Let's assume that the guy driving in the front is travelling at 100kph. He will take 98m to stop completely. So if you are maintaining a 20m gap, you will have a total of 118m to stop safely. With a reaction time of 0.5s, you will need only 14m extra, i.e 112m, still 6m clear of the vehicle in front of you.
This seems to be a much more sane suggestion than the "100 metre rule" thingie. I think that one is simply insane.

Accepted that in the name of safety the calculation to keep the 100 mtr gap at 100kmph seems a good calculation on paper. But to think of it in real life, its just an insane thought to even execute most of the time.

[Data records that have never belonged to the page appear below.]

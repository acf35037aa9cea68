//! End-to-end scenarios exercising the full pipeline through
//! `orchestrator::run_compare`, matching the testable properties in
//! spec §8.

use std::fs;

use policy_drift::cancel::CancellationToken;
use policy_drift::config::EffectiveConfig;
use policy_drift::orchestrator::{run_compare, CompareRequest};
use policy_drift::report::ReportSink;
use policy_drift::source::MockLivePolicySource;

fn write_reference_policy(dir: &std::path::Path, file_name: &str, body: &str) {
    fs::write(dir.join(file_name), body).unwrap();
}

fn config_with_overrides(overrides: serde_json::Value) -> EffectiveConfig {
    EffectiveConfig::build(None, None, Some(overrides)).unwrap()
}

#[test]
fn identical_policies_produce_no_drift() {
    let dir = tempfile::tempdir().unwrap();
    write_reference_policy(
        dir.path(),
        "mfa.json",
        r#"{"displayName":"Require MFA","state":"enabled"}"#,
    );

    let live = MockLivePolicySource::new(serde_json::json!({
        "tenantId": "t1",
        "policies": [{"displayName": "Require MFA", "state": "enabled"}]
    }));
    let config = config_with_overrides(serde_json::json!({"exitOnDifferences": true}));
    let sink = ReportSink::new(true);
    let cancellation = CancellationToken::new();

    let result = run_compare(CompareRequest {
        reference_dir: dir.path().to_path_buf(),
        entra_file: None,
        live_source: &live,
        config: &config,
        cancellation,
        report_sink: &sink,
    })
    .unwrap();

    assert_eq!(result.exit_code, 0);
    assert_eq!(result.status, "noDrift");
    assert_eq!(result.tenant_id, "t1");
}

#[test]
fn dialect_equivalent_numeric_and_string_controls_compare_identical() {
    let dir = tempfile::tempdir().unwrap();
    write_reference_policy(
        dir.path(),
        "mfa.json",
        r#"{"displayName":"Require MFA","state":"enabled","grantControls":{"operator":"OR","builtInControls":["1"]}}"#,
    );

    let live = MockLivePolicySource::new(serde_json::json!({
        "policies": [{
            "displayName": "Require MFA",
            "state": "enabled",
            "grantControls": {"operator": "OR", "builtInControls": ["mfa"]}
        }]
    }));
    let config = config_with_overrides(serde_json::json!({"exitOnDifferences": true}));
    let sink = ReportSink::new(true);

    let result = run_compare(CompareRequest {
        reference_dir: dir.path().to_path_buf(),
        entra_file: None,
        live_source: &live,
        config: &config,
        cancellation: CancellationToken::new(),
        report_sink: &sink,
    })
    .unwrap();

    assert_eq!(result.exit_code, 0);
    assert_eq!(result.summary.identical, 1);
}

#[test]
fn critical_state_change_drives_exit_code_two() {
    let dir = tempfile::tempdir().unwrap();
    write_reference_policy(
        dir.path(),
        "mfa.json",
        r#"{"displayName":"Require MFA","state":"enabled"}"#,
    );

    let live = MockLivePolicySource::new(serde_json::json!({
        "policies": [{"displayName": "Require MFA", "state": "disabled"}]
    }));
    let config = config_with_overrides(serde_json::json!({"exitOnDifferences": true}));
    let sink = ReportSink::new(true);

    let result = run_compare(CompareRequest {
        reference_dir: dir.path().to_path_buf(),
        entra_file: None,
        live_source: &live,
        config: &config,
        cancellation: CancellationToken::new(),
        report_sink: &sink,
    })
    .unwrap();

    assert_eq!(result.exit_code, 2);
    assert_eq!(result.status, "criticalDriftDetected");
    assert_eq!(result.summary.critical_changes, 1);
}

#[test]
fn non_critical_diff_is_suppressed_by_ignore_override() {
    let dir = tempfile::tempdir().unwrap();
    write_reference_policy(
        dir.path(),
        "mfa.json",
        r#"{"displayName":"Require MFA","state":"enabled","description":"baseline"}"#,
    );

    let live = MockLivePolicySource::new(serde_json::json!({
        "policies": [{"displayName": "Require MFA", "state": "enabled", "description": "updated"}]
    }));
    let sink = ReportSink::new(true);

    let without_ignore = config_with_overrides(serde_json::json!({"exitOnDifferences": true}));
    let result = run_compare(CompareRequest {
        reference_dir: dir.path().to_path_buf(),
        entra_file: None,
        live_source: &live,
        config: &without_ignore,
        cancellation: CancellationToken::new(),
        report_sink: &sink,
    })
    .unwrap();
    assert_eq!(result.exit_code, 1);
    assert_eq!(result.status, "differencesFound");

    let with_ignore = config_with_overrides(serde_json::json!({
        "exitOnDifferences": true,
        "ignoreChangeTypes": ["description"]
    }));
    let result = run_compare(CompareRequest {
        reference_dir: dir.path().to_path_buf(),
        entra_file: None,
        live_source: &live,
        config: &with_ignore,
        cancellation: CancellationToken::new(),
        report_sink: &sink,
    })
    .unwrap();
    assert_eq!(result.exit_code, 0);
    assert_eq!(result.status, "noDrift");
}

#[test]
fn threshold_exceeded_overrides_plain_differences_found() {
    let dir = tempfile::tempdir().unwrap();
    write_reference_policy(
        dir.path(),
        "a.json",
        r#"{"displayName":"Policy A","state":"enabled","description":"one"}"#,
    );
    write_reference_policy(
        dir.path(),
        "b.json",
        r#"{"displayName":"Policy B","state":"enabled","description":"two"}"#,
    );

    let live = MockLivePolicySource::new(serde_json::json!({
        "policies": [
            {"displayName": "Policy A", "state": "enabled", "description": "one-changed"},
            {"displayName": "Policy B", "state": "enabled", "description": "two-changed"}
        ]
    }));
    let sink = ReportSink::new(true);
    let config = config_with_overrides(serde_json::json!({
        "exitOnDifferences": true,
        "maxDifferences": 1
    }));

    let result = run_compare(CompareRequest {
        reference_dir: dir.path().to_path_buf(),
        entra_file: None,
        live_source: &live,
        config: &config,
        cancellation: CancellationToken::new(),
        report_sink: &sink,
    })
    .unwrap();

    assert_eq!(result.exit_code, 2);
    assert_eq!(result.status, "thresholdExceeded");
}

#[test]
fn orphan_policies_count_toward_differences_found() {
    let dir = tempfile::tempdir().unwrap();
    write_reference_policy(
        dir.path(),
        "only_in_reference.json",
        r#"{"displayName":"Legacy Policy","state":"enabled"}"#,
    );

    let live = MockLivePolicySource::new(serde_json::json!({"policies": []}));
    let config = config_with_overrides(serde_json::json!({"exitOnDifferences": true}));
    let sink = ReportSink::new(true);

    let result = run_compare(CompareRequest {
        reference_dir: dir.path().to_path_buf(),
        entra_file: None,
        live_source: &live,
        config: &config,
        cancellation: CancellationToken::new(),
        report_sink: &sink,
    })
    .unwrap();

    assert_eq!(result.exit_code, 1);
    assert_eq!(result.summary.left_only, 1);
}

#[test]
fn exit_on_differences_false_keeps_exit_code_zero_despite_critical_drift() {
    let dir = tempfile::tempdir().unwrap();
    write_reference_policy(
        dir.path(),
        "mfa.json",
        r#"{"displayName":"Require MFA","state":"enabled"}"#,
    );

    let live = MockLivePolicySource::new(serde_json::json!({
        "policies": [{"displayName": "Require MFA", "state": "disabled"}]
    }));
    let config = config_with_overrides(serde_json::json!({"exitOnDifferences": false}));
    let sink = ReportSink::new(true);

    let result = run_compare(CompareRequest {
        reference_dir: dir.path().to_path_buf(),
        entra_file: None,
        live_source: &live,
        config: &config,
        cancellation: CancellationToken::new(),
        report_sink: &sink,
    })
    .unwrap();

    assert_eq!(result.exit_code, 0);
    assert_eq!(result.status, "criticalDriftDetected");
}

#[test]
fn entra_file_override_is_used_instead_of_live_source() {
    let dir = tempfile::tempdir().unwrap();
    write_reference_policy(
        dir.path(),
        "mfa.json",
        r#"{"displayName":"Require MFA","state":"enabled"}"#,
    );

    let entra_dir = tempfile::tempdir().unwrap();
    let entra_path = entra_dir.path().join("export.json");
    fs::write(
        &entra_path,
        r#"{"tenantId":"from-file","policies":[{"displayName":"Require MFA","state":"enabled"}]}"#,
    )
    .unwrap();

    let live = MockLivePolicySource::new(serde_json::json!({"tenantId": "from-mock", "policies": []}));
    let config = config_with_overrides(serde_json::json!({"exitOnDifferences": true}));
    let sink = ReportSink::new(true);

    let result = run_compare(CompareRequest {
        reference_dir: dir.path().to_path_buf(),
        entra_file: Some(entra_path),
        live_source: &live,
        config: &config,
        cancellation: CancellationToken::new(),
        report_sink: &sink,
    })
    .unwrap();

    assert_eq!(result.exit_code, 0);
    assert_eq!(result.tenant_id, "from-file");
}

I mean, maybe you can pull it off sometimes, but did anyone imagine how big a gap is 100mtrs on the road and even more so what would happen if even half the motorists would decide to follow it in India, for example? First of all I don't think India is even big enough or we even have that much road for all those cars to execute such a feat. It would be a Guinness record. No, seriously.

Think of it as an image you have on your screen, whichever screen, and you want to zoom it so as to have about say, 5 times the gap between all the pixels. Just for fun, eh? What would happen? Most of the image would just go off the screen. You wouldn't have space to see the whole image. Same with the cars. Our roads, or whole country is like the screen and the pixels are the cars! Just that they can't go off the borders of the road, or the country, just to keep that gap. Not happening. The roads are already too crowded for that.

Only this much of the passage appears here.